Sunday, Oct 02, 2011

(This story was originally published Thursday.)

--Kingdom Holding, Batelco end pursuit of a 25% stake in Zain KSA

--Terms and conditions set out in non binding offer couldn't be met

--Kingdom, Batelco say decision is in the best interests of shareholders

DUBAI (Zawya Dow Jones)--Saudi's Kingdom Holding (4280.SA) and Bahrain's Batelco (BATELCO.BH) scrapped their joint bid for 25% of Zain KSA (7030.SA), estimated to be worth as much as $1.2 billion, after failing to agree terms with the Saudi telco's Kuwaiti parent, a move that underlines the problems associated with cross-border mergers and acquisitions in the Middle East.
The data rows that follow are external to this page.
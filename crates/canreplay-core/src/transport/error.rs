//! Transport errors

use thiserror::Error;

/// Errors that can occur on the serial CAN transport.
///
/// `Send` is the only recoverable kind: the handle stays usable and the
/// caller may continue with the next frame. Everything else either
/// rejects the operation outright (`NotOpen`, `Closed`, `AlreadyOpen`,
/// `Open`) or invalidates the handle (`Fatal`).
#[derive(Error, Debug)]
pub enum TransportError {
    /// Operation on a handle that was never opened
    #[error("transport not open")]
    NotOpen,

    /// Operation on a handle invalidated by a fatal error or shutdown
    #[error("transport closed")]
    Closed,

    /// `open` on a handle that is already open
    #[error("transport already open")]
    AlreadyOpen,

    /// Failed to open the serial port or bring up the CAN channel.
    /// No side effects; the caller may retry or abort.
    #[error("failed to open {port}: {reason}")]
    Open {
        /// Serial port identifier
        port: String,
        /// Underlying failure
        reason: String,
    },

    /// Recoverable I/O hiccup; the connection is presumed still alive
    #[error("send failed: {0}")]
    Send(String),

    /// Unrecoverable transport failure; the handle is now closed
    #[error("transport failure: {0}")]
    Fatal(String),
}

impl TransportError {
    /// Whether this error terminates a replay run.
    ///
    /// `NotOpen` and `Closed` count as fatal from the driver's point of
    /// view: the handle cannot carry any further frame.
    pub fn is_fatal(&self) -> bool {
        matches!(
            self,
            TransportError::Fatal(_) | TransportError::Closed | TransportError::NotOpen
        )
    }
}

#[cfg(test)]
mod tests {
    use super::*;

    #[test]
    fn test_fatal_classification() {
        assert!(TransportError::Fatal("gone".into()).is_fatal());
        assert!(TransportError::Closed.is_fatal());
        assert!(TransportError::NotOpen.is_fatal());
        assert!(!TransportError::Send("overrun".into()).is_fatal());
        assert!(!TransportError::Open {
            port: "/dev/ttyACM0".into(),
            reason: "busy".into()
        }
        .is_fatal());
    }
}
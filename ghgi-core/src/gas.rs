//! Greenhouse gases and Global Warming Potential coefficient sets.
//!
//! GWP coefficients convert a mass of a gas into the mass of CO2 that would
//! cause the same warming over a 100-year horizon. The coefficients change
//! between IPCC Assessment Reports, so the set is selectable per inventory.
//!
//! | Gas | AR4 | AR5 | AR6 |
//! |-----|-----|-----|-----|
//! | CO2 | 1   | 1   | 1   |
//! | CH4 | 25  | 28  | 28  |
//! | N2O | 298 | 265 | 273 |

use rust_decimal::Decimal;
use rust_decimal_macros::dec;
use serde::{Deserialize, Serialize};
use std::fmt;
use std::str::FromStr;

/// A greenhouse gas tracked by the inventory.
#[derive(Debug, Clone, Copy, PartialEq, Eq, Hash, PartialOrd, Ord, Serialize, Deserialize)]
pub enum Gas {
    CO2,
    CH4,
    N2O,
}

impl Gas {
    /// All gases, in reporting order.
    pub const ALL: [Gas; 3] = [Gas::CO2, Gas::CH4, Gas::N2O];

    #[must_use]
    pub fn symbol(&self) -> &'static str {
        match self {
            Gas::CO2 => "CO2",
            Gas::CH4 => "CH4",
            Gas::N2O => "N2O",
        }
    }
}

impl fmt::Display for Gas {
    fn fmt(&self, f: &mut fmt::Formatter<'_>) -> fmt::Result {
        f.write_str(self.symbol())
    }
}

impl FromStr for Gas {
    type Err = String;

    fn from_str(s: &str) -> Result<Self, Self::Err> {
        match s.trim().to_ascii_uppercase().as_str() {
            "CO2" => Ok(Gas::CO2),
            "CH4" => Ok(Gas::CH4),
            "N2O" => Ok(Gas::N2O),
            other => Err(format!("unknown gas '{other}'")),
        }
    }
}

/// IPCC Assessment Report whose GWP-100 values are used.
#[derive(Debug, Clone, Copy, PartialEq, Eq, Hash, Default, Serialize, Deserialize)]
pub enum GwpSet {
    AR4,
    AR5,
    #[default]
    AR6,
}

impl GwpSet {
    /// Returns the coefficients for this set.
    #[must_use]
    pub fn coefficients(&self) -> GwpCoefficients {
        match self {
            GwpSet::AR4 => GwpCoefficients {
                co2: Decimal::ONE,
                ch4: dec!(25),
                n2o: dec!(298),
            },
            GwpSet::AR5 => GwpCoefficients {
                co2: Decimal::ONE,
                ch4: dec!(28),
                n2o: dec!(265),
            },
            GwpSet::AR6 => GwpCoefficients {
                co2: Decimal::ONE,
                ch4: dec!(28),
                n2o: dec!(273),
            },
        }
    }

    /// Shorthand for `self.coefficients().get(gas)`.
    #[must_use]
    pub fn coefficient(&self, gas: Gas) -> Decimal {
        self.coefficients().get(gas)
    }
}

impl fmt::Display for GwpSet {
    fn fmt(&self, f: &mut fmt::Formatter<'_>) -> fmt::Result {
        let name = match self {
            GwpSet::AR4 => "AR4",
            GwpSet::AR5 => "AR5",
            GwpSet::AR6 => "AR6",
        };
        f.write_str(name)
    }
}

impl FromStr for GwpSet {
    type Err = String;

    fn from_str(s: &str) -> Result<Self, Self::Err> {
        match s.trim().to_ascii_uppercase().as_str() {
            "AR4" => Ok(GwpSet::AR4),
            "AR5" => Ok(GwpSet::AR5),
            "AR6" => Ok(GwpSet::AR6),
            other => Err(format!("unknown GWP set '{other}'")),
        }
    }
}

/// GWP-100 coefficients for one assessment report
///
/// unit: kg CO2e per kg of gas
#[derive(Debug, Clone, Copy, PartialEq, Serialize, Deserialize)]
pub struct GwpCoefficients {
    /// default: 1 (by definition)
    pub co2: Decimal,
    /// Fossil and non-fossil methane share a single coefficient here.
    pub ch4: Decimal,
    pub n2o: Decimal,
}

impl GwpCoefficients {
    #[must_use]
    pub fn get(&self, gas: Gas) -> Decimal {
        match gas {
            Gas::CO2 => self.co2,
            Gas::CH4 => self.ch4,
            Gas::N2O => self.n2o,
        }
    }
}

#[cfg(test)]
mod tests {
    use super::*;

    #[test]
    fn test_default_set_is_ar6() {
        assert_eq!(GwpSet::default(), GwpSet::AR6);
    }

    #[test]
    fn test_co2_is_unity_everywhere() {
        for set in [GwpSet::AR4, GwpSet::AR5, GwpSet::AR6] {
            assert_eq!(set.coefficient(Gas::CO2), Decimal::ONE);
        }
    }

    #[test]
    fn test_ar5_ar6_n2o() {
        assert_eq!(GwpSet::AR5.coefficient(Gas::N2O), dec!(265));
        assert_eq!(GwpSet::AR6.coefficient(Gas::N2O), dec!(273));
        assert_eq!(GwpSet::AR5.coefficient(Gas::CH4), dec!(28));
    }

    #[test]
    fn test_parse() {
        assert_eq!("ch4".parse::<Gas>().unwrap(), Gas::CH4);
        assert_eq!(" ar5 ".parse::<GwpSet>().unwrap(), GwpSet::AR5);
        assert!("SF6".parse::<Gas>().is_err());
        assert!("AR7".parse::<GwpSet>().is_err());
    }

    #[test]
    fn test_serde_names() {
        let json = serde_json::to_string(&Gas::N2O).unwrap();
        assert_eq!(json, "\"N2O\"");
        let set: GwpSet = serde_json::from_str("\"AR5\"").unwrap();
        assert_eq!(set, GwpSet::AR5);
    }
}
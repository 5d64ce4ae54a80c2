//! GPC reference numbers.
//!
//! The Global Protocol for Community-scale GHG inventories classifies every
//! emission source by a reference number of the form
//! `<sector>.<subsector>[.<subcategory>]`, e.g. `I.1.1` (residential
//! buildings, in-boundary fuel combustion) or `III.2` (biological treatment
//! of waste). Sectors are roman numerals I to VI.

use crate::errors::{CalculationError, CalculationResult};
use serde::{Deserialize, Serialize};
use std::fmt;
use std::str::FromStr;

/// Top-level GPC sector.
#[derive(Debug, Clone, Copy, PartialEq, Eq, Hash, PartialOrd, Ord, Serialize, Deserialize)]
pub enum Sector {
    StationaryEnergy,
    Transportation,
    Waste,
    IndustrialProcesses,
    Afolu,
    OtherScope3,
}

impl Sector {
    pub const ALL: [Sector; 6] = [
        Sector::StationaryEnergy,
        Sector::Transportation,
        Sector::Waste,
        Sector::IndustrialProcesses,
        Sector::Afolu,
        Sector::OtherScope3,
    ];

    #[must_use]
    pub fn numeral(&self) -> &'static str {
        match self {
            Sector::StationaryEnergy => "I",
            Sector::Transportation => "II",
            Sector::Waste => "III",
            Sector::IndustrialProcesses => "IV",
            Sector::Afolu => "V",
            Sector::OtherScope3 => "VI",
        }
    }

    #[must_use]
    pub fn name(&self) -> &'static str {
        match self {
            Sector::StationaryEnergy => "Stationary Energy",
            Sector::Transportation => "Transportation",
            Sector::Waste => "Waste",
            Sector::IndustrialProcesses => "Industrial Processes and Product Uses",
            Sector::Afolu => "Agriculture, Forestry and Other Land Use",
            Sector::OtherScope3 => "Other Scope 3",
        }
    }

    fn from_numeral(numeral: &str) -> Option<Self> {
        Self::ALL.into_iter().find(|s| s.numeral() == numeral)
    }
}

impl fmt::Display for Sector {
    fn fmt(&self, f: &mut fmt::Formatter<'_>) -> fmt::Result {
        f.write_str(self.name())
    }
}

/// Emission scope (1: in-boundary, 2: grid energy, 3: out-of-boundary).
#[derive(Debug, Clone, Copy, PartialEq, Eq, Hash, PartialOrd, Ord, Serialize, Deserialize)]
pub enum Scope {
    #[serde(rename = "1")]
    One,
    #[serde(rename = "2")]
    Two,
    #[serde(rename = "3")]
    Three,
}

impl fmt::Display for Scope {
    fn fmt(&self, f: &mut fmt::Formatter<'_>) -> fmt::Result {
        let n = match self {
            Scope::One => 1,
            Scope::Two => 2,
            Scope::Three => 3,
        };
        write!(f, "{n}")
    }
}

/// A parsed GPC reference number.
#[derive(Debug, Clone, Copy, PartialEq, Eq, Hash, PartialOrd, Ord)]
pub struct GpcReference {
    pub sector: Sector,
    pub subsector: u8,
    pub subcategory: Option<u8>,
}

impl GpcReference {
    pub fn parse(input: &str) -> CalculationResult<Self> {
        let invalid = || CalculationError::InvalidGpcReference(input.to_string());
        let mut parts = input.trim().split('.');

        let sector = parts
            .next()
            .and_then(Sector::from_numeral)
            .ok_or_else(invalid)?;
        let subsector = parts
            .next()
            .and_then(|p| p.parse::<u8>().ok())
            .filter(|n| *n > 0)
            .ok_or_else(invalid)?;
        let subcategory = match parts.next() {
            Some(p) => Some(p.parse::<u8>().ok().filter(|n| *n > 0).ok_or_else(invalid)?),
            None => None,
        };
        if parts.next().is_some() {
            return Err(invalid());
        }

        Ok(Self {
            sector,
            subsector,
            subcategory,
        })
    }

    /// The scope implied by the numbering, where there is one.
    ///
    /// Energy sectors encode the scope in the subcategory digit. Waste
    /// subcategory 1 is in-boundary and 2 is treatment outside the city.
    /// IPPU and AFOLU are in-boundary by definition, and sector VI is
    /// out-of-boundary.
    #[must_use]
    pub fn scope(&self) -> Option<Scope> {
        match self.sector {
            Sector::StationaryEnergy | Sector::Transportation => match self.subcategory? {
                1 => Some(Scope::One),
                2 => Some(Scope::Two),
                3 => Some(Scope::Three),
                _ => None,
            },
            Sector::Waste => match self.subcategory? {
                1 | 3 => Some(Scope::One),
                2 => Some(Scope::Three),
                _ => None,
            },
            Sector::IndustrialProcesses | Sector::Afolu => Some(Scope::One),
            Sector::OtherScope3 => Some(Scope::Three),
        }
    }

    /// True if `prefix` (e.g. `"II."` or `"I.1"`) selects this reference.
    #[must_use]
    pub fn matches_prefix(&self, prefix: &str) -> bool {
        if prefix.is_empty() {
            return true;
        }
        let rendered = format!("{self}.");
        if prefix.ends_with('.') {
            rendered.starts_with(prefix)
        } else {
            rendered.starts_with(&format!("{prefix}."))
        }
    }
}

impl fmt::Display for GpcReference {
    fn fmt(&self, f: &mut fmt::Formatter<'_>) -> fmt::Result {
        write!(f, "{}.{}", self.sector.numeral(), self.subsector)?;
        if let Some(subcategory) = self.subcategory {
            write!(f, ".{subcategory}")?;
        }
        Ok(())
    }
}

impl FromStr for GpcReference {
    type Err = CalculationError;

    fn from_str(s: &str) -> Result<Self, Self::Err> {
        Self::parse(s)
    }
}

impl Serialize for GpcReference {
    fn serialize<S: serde::Serializer>(&self, serializer: S) -> Result<S::Ok, S::Error> {
        serializer.collect_str(self)
    }
}

impl<'de> Deserialize<'de> for GpcReference {
    fn deserialize<D: serde::Deserializer<'de>>(deserializer: D) -> Result<Self, D::Error> {
        let s = String::deserialize(deserializer)?;
        Self::parse(&s).map_err(serde::de::Error::custom)
    }
}

#[cfg(test)]
mod tests {
    use super::*;

    #[test]
    fn test_parse_full_reference() {
        let reference = GpcReference::parse("II.4.3").unwrap();
        assert_eq!(reference.sector, Sector::Transportation);
        assert_eq!(reference.subsector, 4);
        assert_eq!(reference.subcategory, Some(3));
        assert_eq!(reference.to_string(), "II.4.3");
    }

    #[test]
    fn test_parse_without_subcategory() {
        let reference = GpcReference::parse("V.2").unwrap();
        assert_eq!(reference.sector, Sector::Afolu);
        assert_eq!(reference.subcategory, None);
    }

    #[test]
    fn test_parse_rejects_garbage() {
        for bad in ["", "VII.1", "I", "I.x", "I.0", "I.1.1.1", "i.1.1"] {
            assert!(
                matches!(
                    GpcReference::parse(bad),
                    Err(CalculationError::InvalidGpcReference(_))
                ),
                "{bad} should be rejected"
            );
        }
    }

    #[test]
    fn test_scopes() {
        let scope = |r: &str| GpcReference::parse(r).unwrap().scope();
        assert_eq!(scope("I.1.1"), Some(Scope::One));
        assert_eq!(scope("I.2.2"), Some(Scope::Two));
        assert_eq!(scope("II.1.3"), Some(Scope::Three));
        assert_eq!(scope("III.1.2"), Some(Scope::Three));
        assert_eq!(scope("IV.1"), Some(Scope::One));
        assert_eq!(scope("VI.1"), Some(Scope::Three));
        assert_eq!(scope("I.1"), None);
    }

    #[test]
    fn test_prefix_matching() {
        let reference = GpcReference::parse("II.1.1").unwrap();
        assert!(reference.matches_prefix(""));
        assert!(reference.matches_prefix("II."));
        assert!(reference.matches_prefix("II.1"));
        assert!(reference.matches_prefix("II.1.1"));
        assert!(!reference.matches_prefix("I."));
        assert!(!reference.matches_prefix("II.1.2"));

        let tenth = GpcReference::parse("II.10.1").unwrap();
        assert!(!tenth.matches_prefix("II.1"));
    }

    #[test]
    fn test_serde_as_string() {
        let reference: GpcReference = serde_json::from_str("\"III.1.1\"").unwrap();
        assert_eq!(serde_json::to_string(&reference).unwrap(), "\"III.1.1\"");
    }
}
"The consortium (Kingdom, Batelco) concluded that the terms and conditions as set out in its non binding offer could not be met to its satisfaction," Kingdom said in an emailed statement Thursday. "This follows a period of due diligence and discussions with Zain Group and other stakeholders."
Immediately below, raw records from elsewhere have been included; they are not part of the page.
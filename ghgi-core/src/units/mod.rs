//! Unit parsing and conversion for activity data and emission factors.
//!
//! Activity records arrive in whatever unit the city or data source reported
//! (litres, kL, gallons, kWh, TJ, tonnes, vehicle-km), while emission factors
//! are published per some other unit of the same quantity. This module
//! resolves unit strings and computes exact decimal conversion factors.
//!
//! # Quick Start
//!
//! ```
//! use ghgi_core::units::{DensityTable, Unit};
//! use rust_decimal_macros::dec;
//!
//! let gallons = Unit::parse("gal").unwrap();
//! let litres = Unit::parse("L").unwrap();
//! assert!(gallons.is_compatible(&litres));
//!
//! // Volume to mass needs a fuel density
//! let kg = Unit::parse("kg").unwrap();
//! let densities = DensityTable::default();
//! let mass = litres
//!     .convert_with_density(dec!(1000), &kg, &densities, Some("fuel-type-diesel"))
//!     .unwrap();
//! assert_eq!(mass, dec!(840));
//! ```
//!
//! # Module Structure
//!
//! - [`dimension`]: Mass, volume, energy, length and count
//! - [`registry`]: Known units with exact conversion factors
//! - [`parser`]: Unit string parsing
//! - [`conversion`]: [`Unit`], [`FactorUnit`] and [`MassUnit`]
//! - [`density`]: Fuel densities for volume <-> mass conversion

pub mod conversion;
pub mod density;
pub mod dimension;
pub mod parser;
pub mod registry;

pub use conversion::{convert_mass, FactorUnit, MassUnit, Unit};
pub use density::DensityTable;
pub use dimension::Dimension;
pub use parser::ParseError;
pub use registry::{UnitInfo, UnitRegistry, UNIT_REGISTRY};

#[cfg(test)]
mod tests {
    use super::*;
    use rust_decimal_macros::dec;

    /// Typical stationary energy conversion: fuel reported in US gallons,
    /// factor published per kg.
    #[test]
    fn test_gallons_of_diesel_to_kg() {
        let gallons = Unit::parse("gallons").unwrap();
        let kg = Unit::parse("kg").unwrap();
        let densities = DensityTable::default();

        let mass = gallons
            .convert_with_density(dec!(100), &kg, &densities, Some("fuel-type-diesel"))
            .unwrap();

        // 100 gal = 0.3785411784 m3, * 840 kg/m3
        assert_eq!(mass, dec!(317.974589856));
    }

    #[test]
    fn test_electricity_scenario() {
        let gwh = Unit::parse("GWh").unwrap();
        let kwh = Unit::parse("kWh").unwrap();
        assert_eq!(gwh.convert(dec!(12.5), &kwh).unwrap(), dec!(12500000));
    }
}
Kuwait-based Mobile Telecommunications Co., or Zain Group (ZAIN.KW), in a separate statement, confirmed talks with Batleco and Kingdom over the Zain KSA stake had ended, and said it "looks forward to assisting Zain KSA" in the development of its mobile telecommunications business in the kingdom in the future.

The failure to strike an agreement over Zain KSA is the latest in string of "almost deals" within the region's telecoms sector. Back in March, U.A.E.-based Emirates Telecommunications Corp., or Etisalat, the region's biggest telecom provider by market value, ditched a near-$12 billion plan to buy 46% of Kuwaiti rival Zain.

"One barrier is that most of the big telecom operators are government owned and they tend to regard these companies as national champions and this hinders M&A," said Matthew Reed, senior analyst at Informa Telecoms and Media in Dubai.

In April, Zain Group signed a non-binding term sheet with Batelco and Kingdom to sell its 25% Zain KSA holding, a deal seen by some as worth around $1.2 billion.

Analysts had previously said that any stake sale deal would be complicated by issues such as management fees structure, debt guarantees currently provided by Zain Group, shareholder subordinated loans to Zain KSA as well as other contingent liabilities of Zain KSA.

"We didn't know who would assume Zain's shareholder loan--not part of the capital restructuring--and guarantee for the Murabaha facility," one analyst, who declined to be named, said Thursday.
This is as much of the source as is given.